[Stored data]
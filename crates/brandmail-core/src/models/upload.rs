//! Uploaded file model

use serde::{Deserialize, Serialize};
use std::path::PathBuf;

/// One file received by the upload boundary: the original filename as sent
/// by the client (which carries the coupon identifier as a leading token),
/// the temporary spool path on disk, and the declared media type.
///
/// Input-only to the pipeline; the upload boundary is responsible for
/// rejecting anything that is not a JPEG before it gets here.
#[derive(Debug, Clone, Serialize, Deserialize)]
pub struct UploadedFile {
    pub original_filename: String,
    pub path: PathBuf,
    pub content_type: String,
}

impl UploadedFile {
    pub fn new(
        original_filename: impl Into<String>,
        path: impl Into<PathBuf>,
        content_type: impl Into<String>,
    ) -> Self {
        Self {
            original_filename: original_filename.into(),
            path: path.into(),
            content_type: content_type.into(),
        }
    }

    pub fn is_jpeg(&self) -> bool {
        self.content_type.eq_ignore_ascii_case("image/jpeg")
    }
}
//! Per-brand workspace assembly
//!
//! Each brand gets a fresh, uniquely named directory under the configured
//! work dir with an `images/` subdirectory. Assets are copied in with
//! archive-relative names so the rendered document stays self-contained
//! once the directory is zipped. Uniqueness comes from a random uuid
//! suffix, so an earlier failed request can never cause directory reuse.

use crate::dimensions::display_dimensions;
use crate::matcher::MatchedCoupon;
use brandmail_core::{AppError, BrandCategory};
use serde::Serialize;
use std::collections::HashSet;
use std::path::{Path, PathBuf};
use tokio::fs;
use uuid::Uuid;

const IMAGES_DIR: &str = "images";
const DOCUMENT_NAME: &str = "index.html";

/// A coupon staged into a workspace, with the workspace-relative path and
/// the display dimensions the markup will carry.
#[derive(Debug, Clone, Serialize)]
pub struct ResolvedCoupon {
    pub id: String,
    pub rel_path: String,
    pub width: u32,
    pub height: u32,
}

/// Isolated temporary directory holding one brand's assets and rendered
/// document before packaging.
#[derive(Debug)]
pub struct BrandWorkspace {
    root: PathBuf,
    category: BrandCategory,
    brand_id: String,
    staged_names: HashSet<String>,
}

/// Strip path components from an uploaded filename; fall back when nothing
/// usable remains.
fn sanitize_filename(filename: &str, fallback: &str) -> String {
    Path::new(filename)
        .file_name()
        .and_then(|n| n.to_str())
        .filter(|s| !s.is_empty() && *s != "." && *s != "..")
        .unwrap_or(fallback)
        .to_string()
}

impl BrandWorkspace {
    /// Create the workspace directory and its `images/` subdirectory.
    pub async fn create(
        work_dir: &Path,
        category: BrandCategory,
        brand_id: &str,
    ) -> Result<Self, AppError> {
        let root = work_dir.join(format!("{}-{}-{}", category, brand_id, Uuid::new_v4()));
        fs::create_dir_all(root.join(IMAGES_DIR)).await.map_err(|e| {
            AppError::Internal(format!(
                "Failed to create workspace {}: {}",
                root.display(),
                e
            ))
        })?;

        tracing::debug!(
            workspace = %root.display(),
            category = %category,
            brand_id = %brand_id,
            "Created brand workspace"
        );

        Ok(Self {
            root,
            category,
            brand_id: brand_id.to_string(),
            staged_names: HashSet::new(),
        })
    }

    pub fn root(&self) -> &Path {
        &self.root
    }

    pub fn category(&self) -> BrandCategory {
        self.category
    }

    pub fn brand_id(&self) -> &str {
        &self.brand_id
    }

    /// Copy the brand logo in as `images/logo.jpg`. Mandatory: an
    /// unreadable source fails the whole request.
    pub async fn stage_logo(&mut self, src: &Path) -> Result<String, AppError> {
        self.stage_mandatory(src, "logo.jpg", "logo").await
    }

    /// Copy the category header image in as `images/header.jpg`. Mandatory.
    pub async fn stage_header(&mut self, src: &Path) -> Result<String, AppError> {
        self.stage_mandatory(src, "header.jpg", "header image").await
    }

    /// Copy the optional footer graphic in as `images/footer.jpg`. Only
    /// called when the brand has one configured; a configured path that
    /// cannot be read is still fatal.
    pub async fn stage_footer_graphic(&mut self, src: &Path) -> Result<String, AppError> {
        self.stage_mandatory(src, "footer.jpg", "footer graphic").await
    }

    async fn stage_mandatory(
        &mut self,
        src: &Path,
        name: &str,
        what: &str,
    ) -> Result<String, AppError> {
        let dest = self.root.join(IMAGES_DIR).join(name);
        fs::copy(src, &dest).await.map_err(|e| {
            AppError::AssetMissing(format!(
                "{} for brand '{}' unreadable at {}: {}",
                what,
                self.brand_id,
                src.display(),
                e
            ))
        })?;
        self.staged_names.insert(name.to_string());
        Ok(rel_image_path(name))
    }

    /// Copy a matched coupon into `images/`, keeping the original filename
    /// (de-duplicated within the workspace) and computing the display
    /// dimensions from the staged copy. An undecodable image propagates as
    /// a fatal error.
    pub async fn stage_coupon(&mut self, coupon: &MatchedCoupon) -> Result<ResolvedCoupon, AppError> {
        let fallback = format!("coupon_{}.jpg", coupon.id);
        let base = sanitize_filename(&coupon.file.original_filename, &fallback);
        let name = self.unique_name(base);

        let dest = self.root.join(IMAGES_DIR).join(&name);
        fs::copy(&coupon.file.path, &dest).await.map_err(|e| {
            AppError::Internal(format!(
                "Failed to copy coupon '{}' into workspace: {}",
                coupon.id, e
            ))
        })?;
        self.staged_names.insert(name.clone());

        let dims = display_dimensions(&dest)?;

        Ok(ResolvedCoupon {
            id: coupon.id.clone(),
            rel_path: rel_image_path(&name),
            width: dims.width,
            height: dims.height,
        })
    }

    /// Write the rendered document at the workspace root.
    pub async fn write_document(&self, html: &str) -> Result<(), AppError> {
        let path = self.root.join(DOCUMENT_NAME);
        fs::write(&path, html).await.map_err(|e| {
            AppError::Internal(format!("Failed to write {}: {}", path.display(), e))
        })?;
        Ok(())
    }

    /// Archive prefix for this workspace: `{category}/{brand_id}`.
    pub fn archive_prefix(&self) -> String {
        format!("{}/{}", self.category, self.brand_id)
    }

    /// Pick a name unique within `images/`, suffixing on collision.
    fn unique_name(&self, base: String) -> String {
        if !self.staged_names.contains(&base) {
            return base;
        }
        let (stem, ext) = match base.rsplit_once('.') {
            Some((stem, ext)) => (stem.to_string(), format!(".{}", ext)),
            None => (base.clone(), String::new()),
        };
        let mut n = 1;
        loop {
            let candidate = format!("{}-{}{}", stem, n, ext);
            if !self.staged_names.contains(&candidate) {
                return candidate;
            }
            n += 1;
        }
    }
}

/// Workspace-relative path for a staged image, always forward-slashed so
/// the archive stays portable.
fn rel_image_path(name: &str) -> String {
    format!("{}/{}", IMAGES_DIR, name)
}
---
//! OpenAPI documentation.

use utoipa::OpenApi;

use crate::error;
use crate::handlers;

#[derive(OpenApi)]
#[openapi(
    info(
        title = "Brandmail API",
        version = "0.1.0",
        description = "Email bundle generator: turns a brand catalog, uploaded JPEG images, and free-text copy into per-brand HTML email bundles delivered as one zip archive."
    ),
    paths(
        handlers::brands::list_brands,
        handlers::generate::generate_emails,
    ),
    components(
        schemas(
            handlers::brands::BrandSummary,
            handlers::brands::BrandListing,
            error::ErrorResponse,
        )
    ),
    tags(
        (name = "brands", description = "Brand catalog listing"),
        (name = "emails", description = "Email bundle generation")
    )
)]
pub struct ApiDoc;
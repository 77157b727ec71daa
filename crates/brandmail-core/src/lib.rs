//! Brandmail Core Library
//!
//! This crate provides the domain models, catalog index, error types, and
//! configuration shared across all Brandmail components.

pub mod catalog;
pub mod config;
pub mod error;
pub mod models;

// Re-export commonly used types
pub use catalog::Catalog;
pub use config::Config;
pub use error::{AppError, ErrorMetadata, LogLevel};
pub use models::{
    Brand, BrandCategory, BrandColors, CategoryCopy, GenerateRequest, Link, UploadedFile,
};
* * *
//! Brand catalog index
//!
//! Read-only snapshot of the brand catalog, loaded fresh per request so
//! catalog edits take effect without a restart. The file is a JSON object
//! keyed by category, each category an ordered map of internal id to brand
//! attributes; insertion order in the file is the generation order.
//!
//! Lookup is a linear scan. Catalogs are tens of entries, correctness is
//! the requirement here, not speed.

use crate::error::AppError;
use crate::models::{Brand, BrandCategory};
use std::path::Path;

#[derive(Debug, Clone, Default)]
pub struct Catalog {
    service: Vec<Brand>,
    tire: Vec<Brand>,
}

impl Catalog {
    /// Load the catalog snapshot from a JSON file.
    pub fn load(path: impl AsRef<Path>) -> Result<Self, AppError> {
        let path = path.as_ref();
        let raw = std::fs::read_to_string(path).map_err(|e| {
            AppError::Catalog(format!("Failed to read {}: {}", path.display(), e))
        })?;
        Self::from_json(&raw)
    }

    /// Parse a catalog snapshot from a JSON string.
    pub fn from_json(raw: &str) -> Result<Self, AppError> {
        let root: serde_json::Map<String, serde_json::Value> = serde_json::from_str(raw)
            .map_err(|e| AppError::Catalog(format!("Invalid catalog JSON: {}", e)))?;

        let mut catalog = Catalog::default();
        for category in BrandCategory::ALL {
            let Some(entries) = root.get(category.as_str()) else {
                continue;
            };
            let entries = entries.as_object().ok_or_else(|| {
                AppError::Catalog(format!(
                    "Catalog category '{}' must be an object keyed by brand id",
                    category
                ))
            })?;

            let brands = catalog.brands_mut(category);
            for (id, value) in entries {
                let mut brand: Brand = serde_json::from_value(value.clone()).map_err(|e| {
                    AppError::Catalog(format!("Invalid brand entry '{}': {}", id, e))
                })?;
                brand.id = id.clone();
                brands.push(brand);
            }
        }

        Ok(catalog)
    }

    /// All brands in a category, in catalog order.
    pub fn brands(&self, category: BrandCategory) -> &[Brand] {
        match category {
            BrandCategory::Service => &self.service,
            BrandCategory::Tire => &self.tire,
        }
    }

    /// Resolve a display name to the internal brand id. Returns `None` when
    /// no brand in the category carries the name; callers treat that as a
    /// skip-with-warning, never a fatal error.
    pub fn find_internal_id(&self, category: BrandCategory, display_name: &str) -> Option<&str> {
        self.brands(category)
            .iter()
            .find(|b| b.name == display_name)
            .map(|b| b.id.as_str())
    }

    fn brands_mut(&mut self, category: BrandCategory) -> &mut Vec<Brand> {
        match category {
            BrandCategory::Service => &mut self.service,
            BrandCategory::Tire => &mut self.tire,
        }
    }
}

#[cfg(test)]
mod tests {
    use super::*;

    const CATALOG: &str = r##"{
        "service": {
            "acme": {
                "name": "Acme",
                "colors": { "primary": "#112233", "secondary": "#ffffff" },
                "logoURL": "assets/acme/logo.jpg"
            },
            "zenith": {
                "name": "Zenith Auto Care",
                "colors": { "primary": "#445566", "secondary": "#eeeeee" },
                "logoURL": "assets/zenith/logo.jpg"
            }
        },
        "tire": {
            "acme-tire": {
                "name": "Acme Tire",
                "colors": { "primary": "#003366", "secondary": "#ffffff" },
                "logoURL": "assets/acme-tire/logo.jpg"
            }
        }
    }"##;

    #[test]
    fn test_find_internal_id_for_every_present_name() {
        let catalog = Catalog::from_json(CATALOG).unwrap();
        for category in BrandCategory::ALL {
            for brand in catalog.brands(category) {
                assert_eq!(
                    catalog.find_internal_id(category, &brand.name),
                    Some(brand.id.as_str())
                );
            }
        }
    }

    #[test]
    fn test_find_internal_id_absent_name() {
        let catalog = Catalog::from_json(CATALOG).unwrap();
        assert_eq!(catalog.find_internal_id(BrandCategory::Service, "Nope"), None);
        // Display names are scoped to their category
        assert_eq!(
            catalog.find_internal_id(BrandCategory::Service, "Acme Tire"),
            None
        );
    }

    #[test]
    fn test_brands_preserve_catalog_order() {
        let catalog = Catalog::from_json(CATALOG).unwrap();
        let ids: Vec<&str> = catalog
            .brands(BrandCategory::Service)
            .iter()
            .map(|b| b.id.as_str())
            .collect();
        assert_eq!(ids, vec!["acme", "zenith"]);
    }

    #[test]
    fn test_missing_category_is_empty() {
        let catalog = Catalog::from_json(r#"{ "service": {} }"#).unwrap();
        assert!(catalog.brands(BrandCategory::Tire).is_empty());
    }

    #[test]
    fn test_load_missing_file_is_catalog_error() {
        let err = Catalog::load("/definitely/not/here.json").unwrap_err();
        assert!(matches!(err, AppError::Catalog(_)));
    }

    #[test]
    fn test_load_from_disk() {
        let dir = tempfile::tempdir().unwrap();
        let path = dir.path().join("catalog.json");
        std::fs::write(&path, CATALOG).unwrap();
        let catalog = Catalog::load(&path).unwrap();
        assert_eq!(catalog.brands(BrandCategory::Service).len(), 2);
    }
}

*Required action*
Of the entries above, transcribe exactly those lines that fall between the line containing "filename crates/brandmail-core/src/models/upload.rs" and the line containing "filename as sent", together with those two lines.

*Your solution*
filename crates/brandmail-core/src/models/upload.rs
//! Uploaded file model

use serde::{Deserialize, Serialize};
use std::path::PathBuf;

/// One file received by the upload boundary: the original filename as sent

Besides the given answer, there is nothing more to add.